The Indian Embassy in Italy is facing flak on social media after it claimed that New Delhi's envoy to Rome Neena Malhotra had been 'felicitated' during her visit to a Sikh temple in Rome to mark the anniversary of Guru Tegh Bahadur’s death.
However, it has now emerged that Malhotra was, in fact, heckled by members of the Gurudwara (Sikh Temple) management committee while she was speaking in support of India’s new farm laws, which have served as the impetus for massive protests against Prime Minister Narendra Modi’s government for more than three weeks.
At a Gurdwara Sahib in Italy the indian ambassador, Nina Malhotra, was stopped from speaking against the Kisaan agitation by a member of the Sangat.— NSYF (@theNSYF) December 22, 2020
No politician or government representative should be allowed to speak from the stage in the Guru’s Darbar. pic.twitter.com/eDWi7t1d3N
Social media users are now questioning the credibility of the Indian mission’s claims, with some describing the embassy’s account of the visit as ‘manipulative’.
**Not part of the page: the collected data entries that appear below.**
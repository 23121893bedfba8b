use async_trait::async_trait;
use serde::{Deserialize, Serialize};
use serde_json::Value;
use std::collections::BTreeMap;
use std::fmt;
use std::sync::Arc;
use std::time::Duration;
use tokio_util::sync::CancellationToken;

use promptrun_catalog::ToolDescriptor;
use promptrun_utils::error::ToolCallError;
use promptrun_utils::trace::TraceContext;
use promptrun_utils::types::Namespace;

/// Everything a backend needs to run one call.
#[derive(Debug, Clone)]
pub struct ToolInvocation {
    pub namespace: Namespace,
    pub descriptor: ToolDescriptor,
    pub arguments: Value,
    pub env: Arc<BTreeMap<String, String>>,
    pub timeout: Duration,
    pub trace: TraceContext,
    /// Cancelled when the dispatcher stops waiting for this call.
    pub cancel: CancellationToken,
}

/// What a backend reports back.
#[derive(Debug, Clone, PartialEq, Serialize, Deserialize)]
pub struct ToolOutput {
    pub success: bool,
    #[serde(default)]
    pub output: Value,
    #[serde(default)]
    pub elapsed_ms: u64,
}

impl ToolOutput {
    #[must_use]
    pub fn ok(output: Value) -> Self {
        Self {
            success: true,
            output,
            elapsed_ms: 0,
        }
    }

    #[must_use]
    pub fn failed(output: Value) -> Self {
        Self {
            success: false,
            output,
            elapsed_ms: 0,
        }
    }
}

/// Backend that executes calls for one namespace.
#[async_trait]
pub trait ToolExecutor: Send + Sync {
    async fn invoke(&self, invocation: ToolInvocation) -> Result<ToolOutput, ToolCallError>;
}

/// One executor slot per namespace; an empty slot means the namespace is off.
#[derive(Clone, Default)]
pub struct ExecutorSet {
    executors: BTreeMap<Namespace, Arc<dyn ToolExecutor>>,
}

impl fmt::Debug for ExecutorSet {
    fn fmt(&self, f: &mut fmt::Formatter<'_>) -> fmt::Result {
        f.debug_struct("ExecutorSet")
            .field("enabled", &self.executors.keys().collect::<Vec<_>>())
            .finish()
    }
}

impl ExecutorSet {
    #[must_use]
    pub fn new() -> Self {
        Self::default()
    }

    #[must_use]
    pub fn with(mut self, namespace: Namespace, executor: Arc<dyn ToolExecutor>) -> Self {
        self.executors.insert(namespace, executor);
        self
    }

    /// Same executor for tools, and for activities/workflows when enabled.
    #[must_use]
    pub fn uniform(
        executor: Arc<dyn ToolExecutor>,
        activities_enabled: bool,
        workflows_enabled: bool,
    ) -> Self {
        let mut set = Self::new().with(Namespace::Tool, executor.clone());
        if activities_enabled {
            set = set.with(Namespace::Activity, executor.clone());
        }
        if workflows_enabled {
            set = set.with(Namespace::Workflow, executor);
        }
        set
    }

    #[must_use]
    pub fn get(&self, namespace: Namespace) -> Option<&Arc<dyn ToolExecutor>> {
        self.executors.get(&namespace)
    }

    #[must_use]
    pub fn is_enabled(&self, namespace: Namespace) -> bool {
        self.executors.contains_key(&namespace)
    }
}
Seems manipulated. I doubt it happened. https://t.co/1ioZi1wiPk— Abhik Sen🏹 (@sen_abhik) December 23, 2020
The farmer protests in India have attracted significant global attention, with lawmakers from the US, Canada and the United Kingdom backing the farmers' right to protest against the new laws, which are aimed at liberalising agricultural markets.
New Delhi has been scathing in its response to what it has described as "unwarranted" interference, even summoning Canada's High Commissioner to New Delhi Nadir Patel earlier this month over Prime Minister Justin Trudeau's remarks expressing solidarity with the protesting farmers.
Amid the ongoing farmer protests mainly at the state border of India's capital Delhi, Prime Minister Modi also paid a visit to the Rakabganj Gurudwara (the Sikh temple) in New Delhi over the weekend to commemorate the anniversary of the death of Guru Tegh Bahadur, one of the 10 founders of the Sikh faith.
Political observers believe that Prime Minister Modi’s visit was part of the federal government's outreach towards the Sikh community. The ongoing agitation at Delhi is being mainly led by farmers' unions from the predominantly Sikh state of Punjab.
During his several appeals to the protesters, Modi has repeatedly claimed that the new farm laws would boost the income of Indian farmers as more private players would queue up to buy their produce.
The protesting farmers have rejected the Prime Minister's assurance, arguing that the new liberalising measures would lead them to being held hostage by private companies.
The farmers, during several rounds of negotiations with the authorities over the last few weeks, have warned that they would continue with their agitation unless the new laws are repealed.